A lot of companies are migrating their workflows to the cloud services like AWS, Azure or GCP. Although cloud environments add a lot of value and could be great for both operation and security, but not having the right controls in place could be risky.
We have seen lost of data breaches as a result of bad configuration on AWS. When using AWS environment, there are a lot of considerations to keep in mind depending on the use cases, but there are a few fundamental controls that are needed to ensure basic security levels are applied. Just following these principles and guidelines will reduce the risks associated with AWS environments substantially.
1- Account-level Access Controls: Ensure you provide least privilege access to those who need to access AWS accounts.
2- Resource-level Access Controls: Ensure you have proper IAM policies to restrict access to and from resources to what is needed only. For example, if you are setting up a S3 storage to be used with an EC2 host, the policy should limit accessing S3 storage from anything but that EC2 host.

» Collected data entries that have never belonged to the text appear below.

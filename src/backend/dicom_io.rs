use dicom::core::{DataElement, PrimitiveValue, Tag, VR};
use dicom::object::{open_file, FileMetaTableBuilder, InMemDicomObject, IMPLEMENTATION_CLASS_UID};
use dicom::pixeldata::PixelDecoder;
use dicom_dictionary_std::{tags, uids};
use nalgebra::{Matrix3, Vector3};
use ndarray::Array3;
use std::path::Path;
use tracing::debug;

use crate::common::{Slice, Volume};
use crate::convert::SeriesMetadata;
use crate::error::BackendError;
use crate::orientation;

/// Reads a (possibly multi-frame) DICOM file, one slice per frame.
pub fn read_volume(path: &Path) -> Result<Volume, BackendError> {
    let obj = open_file(path).map_err(BackendError::dicom)?;
    let pixel = obj.decode_pixel_data().map_err(BackendError::dicom)?;

    let samples_per_pixel = pixel.samples_per_pixel();
    if samples_per_pixel != 1 {
        return Err(BackendError::SamplesPerPixel(samples_per_pixel));
    }
    let rows = pixel.rows() as usize;
    let columns = pixel.columns() as usize;
    let frames = pixel.number_of_frames() as usize;
    let samples: Vec<i16> = pixel.to_vec().map_err(BackendError::dicom)?;
    if samples.len() != rows * columns * frames {
        return Err(BackendError::Shape(vec![columns, rows, frames]));
    }
    debug!(
        "Read {} frame(s) of {}x{} from {}",
        frames,
        columns,
        rows,
        path.display()
    );

    let data = Array3::from_shape_fn((columns, rows, frames), |(x, y, z)| {
        samples[(z * rows + y) * columns + x]
    });

    let direction = multi_float(&obj, tags::IMAGE_ORIENTATION_PATIENT)
        .and_then(|values| orientation::from_values(&values))
        .unwrap_or_else(Matrix3::identity);
    let origin = multi_float(&obj, tags::IMAGE_POSITION_PATIENT)
        .filter(|values| values.len() == 3)
        .map(|values| Vector3::from_row_slice(&values))
        .unwrap_or_else(Vector3::zeros);
    // Pixel Spacing is (between rows, between columns)
    let (spacing_y, spacing_x) = match multi_float(&obj, tags::PIXEL_SPACING).as_deref() {
        Some([row, col]) => (*row, *col),
        _ => (1.0, 1.0),
    };
    let spacing_z = single_float(&obj, tags::SPACING_BETWEEN_SLICES)
        .or_else(|| single_float(&obj, tags::SLICE_THICKNESS))
        .unwrap_or(1.0);

    Ok(Volume::new(
        data,
        origin,
        Vector3::new(spacing_x, spacing_y, spacing_z),
        direction,
    ))
}

fn multi_float(obj: &InMemDicomObject, tag: Tag) -> Option<Vec<f64>> {
    obj.element(tag).ok()?.to_multi_float64().ok()
}

fn single_float(obj: &InMemDicomObject, tag: Tag) -> Option<f64> {
    obj.element(tag)
        .ok()?
        .to_float64()
        .ok()
        .filter(|v| *v > 0.0)
}

/// Longest value a DS attribute may hold.
const DS_MAX_LEN: usize = 16;

/// Formats one DS value, dropping precision until it fits in 16 characters.
fn ds_value(value: f64) -> String {
    let value = value + 0.0;
    let shortest = value.to_string();
    if shortest.len() <= DS_MAX_LEN {
        return shortest;
    }
    for precision in (0..DS_MAX_LEN).rev() {
        let fixed = format!("{:.*}", precision, value);
        let trimmed = if fixed.contains('.') {
            fixed.trim_end_matches('0').trim_end_matches('.')
        } else {
            fixed.as_str()
        };
        if trimmed.len() <= DS_MAX_LEN {
            return match trimmed {
                "-0" => "0".to_string(),
                other => other.to_string(),
            };
        }
    }
    // too large for fixed notation
    format!("{:.8e}", value)
}

/// Backslash-joined decimal string for DS attributes.
fn decimal_string(values: &[f64]) -> String {
    values
        .iter()
        .map(|v| ds_value(*v))
        .collect::<Vec<_>>()
        .join("\\")
}

fn put_str(obj: &mut InMemDicomObject, tag: Tag, vr: VR, value: &str) {
    obj.put(DataElement::new(tag, vr, PrimitiveValue::from(value)));
}

fn put_u16(obj: &mut InMemDicomObject, tag: Tag, value: u16) {
    obj.put(DataElement::new(tag, VR::US, PrimitiveValue::from(value)));
}

/// Writes one slice as an Explicit VR Little Endian file carrying the
/// shared series attributes.
pub fn write_slice(
    slice: &Slice,
    metadata: &SeriesMetadata,
    path: &Path,
) -> Result<(), BackendError> {
    let (rows, columns) = match (u16::try_from(slice.rows()), u16::try_from(slice.columns())) {
        (Ok(rows), Ok(columns)) => (rows, columns),
        _ => return Err(BackendError::Shape(vec![slice.columns(), slice.rows()])),
    };
    let geometry = &metadata.geometry;
    let position = geometry.slice_position(slice.index);
    let sop_instance_uid = metadata.sop_instance_uid(slice.index);

    let mut obj = InMemDicomObject::new_empty();

    // SOP common, patient, study and series
    put_str(&mut obj, tags::SOP_CLASS_UID, VR::UI, &metadata.sop_class_uid);
    put_str(&mut obj, tags::SOP_INSTANCE_UID, VR::UI, &sop_instance_uid);
    put_str(&mut obj, tags::IMAGE_TYPE, VR::CS, "DERIVED\\SECONDARY");
    put_str(&mut obj, tags::MODALITY, VR::CS, &metadata.modality);
    put_str(&mut obj, tags::PATIENT_NAME, VR::PN, &metadata.patient_name);
    put_str(&mut obj, tags::PATIENT_ID, VR::LO, &metadata.patient_id);
    put_str(
        &mut obj,
        tags::STUDY_INSTANCE_UID,
        VR::UI,
        &metadata.study_instance_uid,
    );
    put_str(
        &mut obj,
        tags::SERIES_INSTANCE_UID,
        VR::UI,
        &metadata.series_instance_uid,
    );
    put_str(&mut obj, tags::SERIES_NUMBER, VR::IS, "1");
    put_str(
        &mut obj,
        tags::INSTANCE_NUMBER,
        VR::IS,
        &(slice.index + 1).to_string(),
    );

    // frame of reference and image plane
    put_str(
        &mut obj,
        tags::FRAME_OF_REFERENCE_UID,
        VR::UI,
        &metadata.frame_of_reference_uid,
    );
    put_str(
        &mut obj,
        tags::IMAGE_POSITION_PATIENT,
        VR::DS,
        &decimal_string(position.as_slice()),
    );
    put_str(
        &mut obj,
        tags::IMAGE_ORIENTATION_PATIENT,
        VR::DS,
        &metadata.orientation,
    );
    put_str(
        &mut obj,
        tags::PIXEL_SPACING,
        VR::DS,
        &decimal_string(&[geometry.spacing[1], geometry.spacing[0]]),
    );
    put_str(
        &mut obj,
        tags::SLICE_THICKNESS,
        VR::DS,
        &decimal_string(&[geometry.spacing[2]]),
    );
    if metadata.modality == "CT" {
        put_str(&mut obj, tags::RESCALE_INTERCEPT, VR::DS, "0");
        put_str(&mut obj, tags::RESCALE_SLOPE, VR::DS, "1");
    }

    // image pixel
    put_u16(&mut obj, tags::SAMPLES_PER_PIXEL, 1);
    put_str(&mut obj, tags::PHOTOMETRIC_INTERPRETATION, VR::CS, "MONOCHROME2");
    put_u16(&mut obj, tags::ROWS, rows);
    put_u16(&mut obj, tags::COLUMNS, columns);
    put_u16(&mut obj, tags::BITS_ALLOCATED, 16);
    put_u16(&mut obj, tags::BITS_STORED, 16);
    put_u16(&mut obj, tags::HIGH_BIT, 15);
    put_u16(&mut obj, tags::PIXEL_REPRESENTATION, 1);
    let pixel_data: Vec<u8> = slice.samples().flat_map(i16::to_le_bytes).collect();
    obj.put(DataElement::new(
        tags::PIXEL_DATA,
        VR::OW,
        PrimitiveValue::from(pixel_data),
    ));

    let file_obj = obj
        .with_meta(
            FileMetaTableBuilder::new()
                .transfer_syntax(uids::EXPLICIT_VR_LITTLE_ENDIAN)
                .media_storage_sop_class_uid(metadata.sop_class_uid.as_str())
                .media_storage_sop_instance_uid(sop_instance_uid.as_str())
                .implementation_class_uid(IMPLEMENTATION_CLASS_UID),
        )
        .map_err(BackendError::dicom)?;
    file_obj.write_to_file(path).map_err(BackendError::dicom)?;
    Ok(())
}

3- Default encryption: Encrypt everything where possible. All resources like S3, EBS, RDS, etc. must be encrypted. Also use encrypted services and integrations, e.g. https, ssh, etc.
4- Utilize security groups and access lists to minimize accessing to the resources to what is needed only.
5- Increase monitoring controls via logs, and AWS security services like Guardduty and Inspector.
6- Don't forget about standard security controls like malware protection, WAF, vulnerability management, etc.